In the decade before the Harlem Renaissance, Fenton Johnson published three books of poetry and founded the magazine Champion to compete with the NAACP’s Crisis. According to editors of the The Negro in Illinois, he was the first to make “a complete break” with 19th century black verse.
“Personal Reminiscences of 8th Regiment Characters: Col. John R. Marshall” was written in two parts, dated July 25, 1940 and August 19, 1940. In Part One, Johnson remembers being invited to his uncle’s house for dinner with Col. John R. Marshall, who was famous as the first African American Colonel, in charge of the all-black 8th Regiment. In Part Two, he tells how Marshall helped him to get his magazine off the ground. These stories spark other memories about Marshall’s rejection of boxer Jack Johnson from the exclusive Appomottox Club, and his part-ownership of the black-owned Binga Bank, where Fenton Johnson worked briefly as publicity director.

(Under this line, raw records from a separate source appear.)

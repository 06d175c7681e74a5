/*!
A `Criterion` is everything training needs to know about the task: which statistics to accumulate per bin, how to turn them into an impurity and a leaf value, and how to score out-of-bag predictions. Regression and classification share every other line of the training code.
*/

use crate::{classifier::ClassificationLeaf, ClassImpurity};
use canopy_metrics::{merge_mean_m2, Accuracy, MeanSquaredError, StreamingMetric};
use ndarray::prelude::*;
use num_traits::ToPrimitive;
use rayon::prelude::*;
use std::fmt::Debug;

/// Nodes with more rows than this compute their impurity in parallel, one block of this many rows per task.
pub const NODE_IMPURITY_BLOCK_SIZE: usize = 16384;

/// Regression impurity decreases smaller than this fraction of the magnitude of the terms they are computed from are treated as zero.
const IMPURITY_DECREASE_RELATIVE_TOLERANCE: f64 = 16.0 * std::f64::EPSILON;

pub trait Criterion: Sync {
	type Leaf: Clone + Debug + Send + Sync;

	/// The number of statistics accumulated per bin, not counting the row count.
	fn n_stats(&self) -> usize;

	/// Add the statistics of the row `example_index` to `stats`.
	fn accumulate(&self, stats: &mut [f64], example_index: usize);

	/// The total weight of the rows summarized by `stats`.
	fn weight(&self, stats: &[f64]) -> f64;

	fn impurity(&self, stats: &[f64]) -> f64;

	/// The impurity of a node computed from its rows rather than its summed statistics. A node whose rows all have the same response must get exactly zero.
	fn node_impurity(&self, _examples_index: &[usize], stats: &[f64]) -> f64 {
		self.impurity(stats)
	}

	/// The decrease in impurity from replacing `parent` with `left` and `right`, each weighted by its share of the parent's weight.
	fn impurity_decrease(&self, parent: &[f64], left: &[f64], right: &[f64]) -> f64 {
		let parent_weight = self.weight(parent);
		let left_weight = self.weight(left);
		let right_weight = self.weight(right);
		self.impurity(parent)
			- (left_weight / parent_weight) * self.impurity(left)
			- (right_weight / parent_weight) * self.impurity(right)
	}

	fn leaf(&self, stats: &[f64]) -> Self::Leaf;

	/// The number of values accumulated per row across the trees that hold the row out of bag.
	fn n_oob_lanes(&self) -> usize;

	fn accumulate_oob(&self, lanes: &mut [f64], leaf: &Self::Leaf);

	/// The out-of-bag error of a single row, or `None` if no tree held the row out of bag.
	fn oob_observation_error(&self, lanes: &[f64], example_index: usize) -> Option<f64>;

	/// The error of one tree's predictions for `(example_index, leaf)` pairs, mean squared error for regression and misclassification rate for classification.
	fn oob_loss<'a>(&self, predictions: impl Iterator<Item = (usize, &'a Self::Leaf)>) -> Option<f64>
	where
		Self::Leaf: 'a;
}

fn example_weight(weights: Option<ArrayView1<f32>>, example_index: usize) -> f64 {
	weights
		.map(|weights| weights[example_index].to_f64().unwrap())
		.unwrap_or(1.0)
}

/// Regression splits minimize the weighted variance of the labels. The statistics are the sums of weights, weighted labels, and weighted squared labels.
pub struct RegressionCriterion<'a> {
	pub labels: ArrayView1<'a, f32>,
	pub weights: Option<ArrayView1<'a, f32>>,
}

impl<'a> Criterion for RegressionCriterion<'a> {
	type Leaf = f32;

	fn n_stats(&self) -> usize {
		3
	}

	#[inline]
	fn accumulate(&self, stats: &mut [f64], example_index: usize) {
		let weight = example_weight(self.weights, example_index);
		let label = self.labels[example_index].to_f64().unwrap();
		stats[0] += weight;
		stats[1] += weight * label;
		stats[2] += weight * label * label;
	}

	fn weight(&self, stats: &[f64]) -> f64 {
		stats[0]
	}

	fn impurity(&self, stats: &[f64]) -> f64 {
		let weight = stats[0];
		if weight <= 0.0 {
			return 0.0;
		}
		((stats[2] - stats[1] * stats[1] / weight) / weight).max(0.0)
	}

	/// Welford's update keeps the sum of squared deviations of identical labels at exactly zero, which the sums of squares do not.
	fn node_impurity(&self, examples_index: &[usize], _stats: &[f64]) -> f64 {
		let partials: Vec<(f64, f64, f64)> = examples_index
			.par_chunks(NODE_IMPURITY_BLOCK_SIZE)
			.map(|examples_index| {
				let mut weight_sum = 0.0;
				let mut mean = 0.0;
				let mut m2 = 0.0;
				for example_index in examples_index {
					let weight = example_weight(self.weights, *example_index);
					if weight == 0.0 {
						continue;
					}
					let label = self.labels[*example_index].to_f64().unwrap();
					weight_sum += weight;
					let delta = label - mean;
					mean += delta * (weight / weight_sum);
					m2 += weight * delta * (label - mean);
				}
				(weight_sum, mean, m2)
			})
			.collect();
		let (weight, _, m2) = partials.into_iter().fold(
			(0.0, 0.0, 0.0),
			|(weight_a, mean_a, m2_a), (weight_b, mean_b, m2_b)| {
				let (mean, m2) = merge_mean_m2(weight_a, mean_a, m2_a, weight_b, mean_b, m2_b);
				(weight_a + weight_b, mean, m2)
			},
		);
		if weight <= 0.0 {
			0.0
		} else {
			m2 / weight
		}
	}

	/// The sums of squared labels cancel out of the variance decrease, so it is computed from the weights and weighted label sums alone. Differences within rounding error of the three terms are reported as zero, so a split whose children have the parent's mean never beats `min_impurity_decrease_in_split_node`.
	fn impurity_decrease(&self, parent: &[f64], left: &[f64], right: &[f64]) -> f64 {
		let parent_weight = parent[0];
		if left[0] <= 0.0 || right[0] <= 0.0 {
			return 0.0;
		}
		let left_term = left[1] * left[1] / left[0];
		let right_term = right[1] * right[1] / right[0];
		let parent_term = parent[1] * parent[1] / parent_weight;
		let difference = left_term + right_term - parent_term;
		let tolerance =
			IMPURITY_DECREASE_RELATIVE_TOLERANCE * (left_term + right_term + parent_term);
		if difference <= tolerance {
			return 0.0;
		}
		difference / parent_weight
	}

	fn leaf(&self, stats: &[f64]) -> f32 {
		if stats[0] <= 0.0 {
			return 0.0;
		}
		(stats[1] / stats[0]).to_f32().unwrap()
	}

	fn n_oob_lanes(&self) -> usize {
		2
	}

	fn accumulate_oob(&self, lanes: &mut [f64], leaf: &f32) {
		lanes[0] += leaf.to_f64().unwrap();
		lanes[1] += 1.0;
	}

	fn oob_observation_error(&self, lanes: &[f64], example_index: usize) -> Option<f64> {
		if lanes[1] == 0.0 {
			return None;
		}
		let prediction = lanes[0] / lanes[1];
		let label = self.labels[example_index].to_f64().unwrap();
		Some((prediction - label).powi(2))
	}

	fn oob_loss<'b>(&self, predictions: impl Iterator<Item = (usize, &'b f32)>) -> Option<f64> {
		let mut mean_squared_error = MeanSquaredError::new();
		for (example_index, prediction) in predictions {
			mean_squared_error.update((
				prediction.to_f64().unwrap(),
				self.labels[example_index].to_f64().unwrap(),
			));
		}
		mean_squared_error.finalize()
	}
}

/// Classification splits minimize the Gini impurity or the entropy of the class distribution. The statistics are the sums of weights of each class.
pub struct ClassificationCriterion<'a> {
	pub labels: ArrayView1<'a, usize>,
	pub weights: Option<ArrayView1<'a, f32>>,
	pub n_classes: usize,
	pub class_impurity: ClassImpurity,
}

/// The index of the largest value. Ties go to the lowest index.
fn argmax(values: &[f64]) -> usize {
	let mut best = 0;
	for (index, value) in values.iter().enumerate() {
		if *value > values[best] {
			best = index;
		}
	}
	best
}

impl<'a> Criterion for ClassificationCriterion<'a> {
	type Leaf = ClassificationLeaf;

	fn n_stats(&self) -> usize {
		self.n_classes
	}

	#[inline]
	fn accumulate(&self, stats: &mut [f64], example_index: usize) {
		stats[self.labels[example_index]] += example_weight(self.weights, example_index);
	}

	fn weight(&self, stats: &[f64]) -> f64 {
		stats.iter().sum()
	}

	fn impurity(&self, stats: &[f64]) -> f64 {
		let weight = self.weight(stats);
		if weight <= 0.0 {
			return 0.0;
		}
		match self.class_impurity {
			ClassImpurity::Gini => {
				1.0 - stats
					.iter()
					.map(|class_weight| (class_weight / weight).powi(2))
					.sum::<f64>()
			}
			ClassImpurity::Entropy => -stats
				.iter()
				.filter(|class_weight| **class_weight > 0.0)
				.map(|class_weight| {
					let probability = class_weight / weight;
					probability * probability.ln()
				})
				.sum::<f64>(),
		}
	}

	fn leaf(&self, stats: &[f64]) -> ClassificationLeaf {
		let weight = self.weight(stats);
		let probabilities = stats
			.iter()
			.map(|class_weight| {
				if weight > 0.0 {
					(class_weight / weight).to_f32().unwrap()
				} else {
					0.0
				}
			})
			.collect();
		ClassificationLeaf {
			class: argmax(stats),
			probabilities,
		}
	}

	fn n_oob_lanes(&self) -> usize {
		self.n_classes + 1
	}

	fn accumulate_oob(&self, lanes: &mut [f64], leaf: &ClassificationLeaf) {
		lanes[leaf.class] += 1.0;
		lanes[self.n_classes] += 1.0;
	}

	fn oob_observation_error(&self, lanes: &[f64], example_index: usize) -> Option<f64> {
		if lanes[self.n_classes] == 0.0 {
			return None;
		}
		let prediction = argmax(&lanes[..self.n_classes]);
		Some(if prediction == self.labels[example_index] {
			0.0
		} else {
			1.0
		})
	}

	fn oob_loss<'b>(
		&self,
		predictions: impl Iterator<Item = (usize, &'b ClassificationLeaf)>,
	) -> Option<f64> {
		let mut accuracy = Accuracy::new();
		for (example_index, leaf) in predictions {
			accuracy.update((leaf.class, self.labels[example_index]));
		}
		accuracy.finalize().map(|accuracy| 1.0 - accuracy)
	}
}

#[test]
fn test_constant_labels_have_zero_node_impurity() {
	let labels = Array1::from_elem(40_000, 0.1f32);
	let criterion = RegressionCriterion {
		labels: labels.view(),
		weights: None,
	};
	let examples_index: Vec<usize> = (0..labels.len()).collect();
	let mut stats = vec![0.0; 3];
	for example_index in examples_index.iter() {
		criterion.accumulate(&mut stats, *example_index);
	}
	assert_eq!(criterion.node_impurity(&examples_index, &stats), 0.0);
}

#[test]
fn test_variance_decrease_matches_weighted_impurities() {
	let labels = arr1(&[1.0f32, 2.0, 3.0, 10.0, 11.0]);
	let criterion = RegressionCriterion {
		labels: labels.view(),
		weights: None,
	};
	let stats = |examples: &[usize]| {
		let mut stats = vec![0.0; 3];
		for example_index in examples {
			criterion.accumulate(&mut stats, *example_index);
		}
		stats
	};
	let parent = stats(&[0, 1, 2, 3, 4]);
	let left = stats(&[0, 1, 2]);
	let right = stats(&[3, 4]);
	let expected = criterion.impurity(&parent)
		- 0.6 * criterion.impurity(&left)
		- 0.4 * criterion.impurity(&right);
	let decrease = criterion.impurity_decrease(&parent, &left, &right);
	assert!((decrease - expected).abs() < 1e-9);
	assert!(decrease > 0.0);
}

#[test]
fn test_children_with_the_parent_mean_do_not_decrease_impurity() {
	let labels = arr1(&[0.3f32]);
	let criterion = RegressionCriterion {
		labels: labels.view(),
		weights: None,
	};
	let left = [1.0, 0.3, 0.09];
	let right = [2.0, 0.6, 0.18];
	let parent = [3.0, 0.3 + 0.6, 0.09 + 0.18];
	assert_eq!(criterion.impurity_decrease(&parent, &left, &right), 0.0);
	let left = [2.0, 0.2, 0.1];
	let right = [5.0, 0.5, 0.3];
	let parent = [7.0, 0.2 + 0.5, 0.1 + 0.3];
	assert_eq!(criterion.impurity_decrease(&parent, &left, &right), 0.0);
}

#[test]
fn test_class_impurities() {
	let labels = arr1(&[0usize, 0, 1, 1]);
	let gini = ClassificationCriterion {
		labels: labels.view(),
		weights: None,
		n_classes: 2,
		class_impurity: ClassImpurity::Gini,
	};
	assert_eq!(gini.impurity(&[2.0, 2.0]), 0.5);
	assert_eq!(gini.impurity(&[4.0, 0.0]), 0.0);
	assert_eq!(gini.impurity_decrease(&[2.0, 2.0], &[2.0, 0.0], &[0.0, 2.0]), 0.5);
	let entropy = ClassificationCriterion {
		class_impurity: ClassImpurity::Entropy,
		..gini
	};
	assert!((entropy.impurity(&[2.0, 2.0]) - std::f64::consts::LN_2).abs() < 1e-12);
	assert_eq!(entropy.impurity(&[0.0, 3.0]), 0.0);
}

#[test]
fn test_classification_leaf_breaks_ties_toward_lowest_class() {
	let labels = arr1(&[0usize, 1, 2]);
	let criterion = ClassificationCriterion {
		labels: labels.view(),
		weights: None,
		n_classes: 3,
		class_impurity: ClassImpurity::Gini,
	};
	let leaf = criterion.leaf(&[1.0, 3.0, 3.0]);
	assert_eq!(leaf.class, 1);
	for (probability, expected) in leaf.probabilities.iter().zip([1.0, 3.0, 3.0].iter()) {
		assert!((probability - expected / 7.0).abs() < 1e-6);
	}
}

#[test]
fn test_weights_scale_statistics() {
	let labels = arr1(&[1.0f32, 3.0]);
	let weights = arr1(&[3.0f32, 1.0]);
	let criterion = RegressionCriterion {
		labels: labels.view(),
		weights: Some(weights.view()),
	};
	let mut stats = vec![0.0; 3];
	criterion.accumulate(&mut stats, 0);
	criterion.accumulate(&mut stats, 1);
	assert_eq!(criterion.leaf(&stats), 1.5);
	assert!((criterion.node_impurity(&[0, 1], &stats) - 0.75).abs() < 1e-12);
}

A subsequent article, “Eighth Regiment Characters III: Reverdy C. Ransom,” dated 1940, only briefly touches on the Fighting 8th. It is mostly about Reverend Ransom, pastor of the historic Bethel A.M.E. Church, and the first in Chicago to “render the race problem” in his sermons. According to Fenton Johnson, in one of these sermons during the Spring of 1898, Ransom first announced he and Col. Marshall had met with Governor Tanner about forming the Eighth Regiment. The essay mentions the many other institutions Ransom would help establish. Johnson recalls sending his poetry and prose to Ransom, who kindly published them in the A.M.E. Review.
The essay, “Personal Reminiscences of a Few Negro Composers: Will Marion Cook,” dated May 1940, recalls the composer who “dominated” black music at the turn of the century. As Johnson reminds us, Cook met his wife, singer Abbie Mitchell, at the Pekin Theater in Chicago. Johnson was introduced to Cook while a journalist in New York. Cook asked him to work on a song he was writing with fellow composer Joe Jordan, “Why not hook up with us and write the words for us?” Unfortunately, the song never materialized.

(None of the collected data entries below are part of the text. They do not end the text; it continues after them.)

use crate::train::binning::BinnedFeatures;
use serde::{Deserialize, Serialize};

/// Trees are stored as a `Vec` of `Node`s in breadth-first order, so the root is at index 0 and every node comes after its parent. Each branch holds the indexes of its two children.
#[derive(Clone, Debug, PartialEq, Serialize, Deserialize)]
pub struct Tree<L> {
	pub nodes: Vec<Node<L>>,
}

#[derive(Clone, Debug, PartialEq, Serialize, Deserialize)]
pub enum Node<L> {
	Branch(BranchNode),
	Leaf(LeafNode<L>),
}

#[derive(Clone, Debug, PartialEq, Serialize, Deserialize)]
pub struct BranchNode {
	pub left_child_index: usize,
	pub right_child_index: usize,
	pub feature_index: usize,
	/// Rows whose value for `feature_index` is at most `split_value` go to the left child.
	pub split_value: f32,
	/// The same boundary expressed as a bin of the training binning.
	pub bin_index: usize,
	pub impurity: f32,
	pub impurity_decrease: f32,
	/// The fraction of the tree's training rows that passed through this node.
	pub examples_fraction: f32,
}

#[derive(Clone, Debug, PartialEq, Serialize, Deserialize)]
pub struct LeafNode<L> {
	pub value: L,
	pub impurity: f32,
	pub examples_fraction: f32,
}

impl<L> Tree<L> {
	/// Make a prediction for a single row of features.
	pub fn predict(&self, features: &[f32]) -> &L {
		let leaf_index =
			self.leaf_index_with(|branch| features[branch.feature_index] <= branch.split_value);
		self.leaf_value(leaf_index)
	}

	/// Walk from the root to a leaf, going left wherever `goes_left` returns true, and return the leaf's node index.
	pub(crate) fn leaf_index_with(&self, goes_left: impl Fn(&BranchNode) -> bool) -> usize {
		let mut node_index = 0;
		loop {
			match &self.nodes[node_index] {
				Node::Branch(branch) => {
					node_index = if goes_left(branch) {
						branch.left_child_index
					} else {
						branch.right_child_index
					};
				}
				Node::Leaf(_) => return node_index,
			}
		}
	}

	/// Route a training row with its binned features.
	pub(crate) fn leaf_index_binned(&self, binned_features: &BinnedFeatures, example_index: usize) -> usize {
		self.leaf_index_with(|branch| {
			binned_features.columns[branch.feature_index].get(example_index) <= branch.bin_index
		})
	}

	pub(crate) fn leaf_value(&self, node_index: usize) -> &L {
		match &self.nodes[node_index] {
			Node::Leaf(leaf) => &leaf.value,
			Node::Branch(_) => unreachable!(),
		}
	}

	pub fn n_leaves(&self) -> usize {
		self.nodes
			.iter()
			.filter(|node| matches!(node, Node::Leaf(_)))
			.count()
	}

	/// The depth of the deepest leaf. A tree that is a single leaf has depth 0.
	pub fn depth(&self) -> usize {
		let mut depths = vec![0; self.nodes.len()];
		for (node_index, node) in self.nodes.iter().enumerate() {
			if let Node::Branch(branch) = node {
				depths[branch.left_child_index] = depths[node_index] + 1;
				depths[branch.right_child_index] = depths[node_index] + 1;
			}
		}
		depths.into_iter().max().unwrap_or(0)
	}
}

#[test]
fn test_predict() {
	let tree = Tree {
		nodes: vec![
			Node::Branch(BranchNode {
				left_child_index: 1,
				right_child_index: 2,
				feature_index: 1,
				split_value: 0.5,
				bin_index: 0,
				impurity: 1.0,
				impurity_decrease: 0.5,
				examples_fraction: 1.0,
			}),
			Node::Leaf(LeafNode {
				value: -1.0f32,
				impurity: 0.0,
				examples_fraction: 0.5,
			}),
			Node::Leaf(LeafNode {
				value: 1.0,
				impurity: 0.0,
				examples_fraction: 0.5,
			}),
		],
	};
	assert_eq!(*tree.predict(&[9.0, 0.5]), -1.0);
	assert_eq!(*tree.predict(&[9.0, 0.6]), 1.0);
	assert_eq!(tree.n_leaves(), 2);
	assert_eq!(tree.depth(), 1);
}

Other first-hand recollections of famous African Americans appear in the essay “Chicago Negro Aristocrats,” dated June 18, 1941. “When we speak of Chicago Negro aristocrats,” Johnson writes, “we are reminded of the first of all of them, Mrs. John Jones.” Mary Richardson Jones was the wife of John Jones, a wealthy African American tailor and abolitionist. The one time Johnson met Mrs. Jones was at a dinner held in her honor by his grandmother. Johnson’s portrait is unflattering. He calls her a “stern dictator” whose ideals were of the “lily white type.”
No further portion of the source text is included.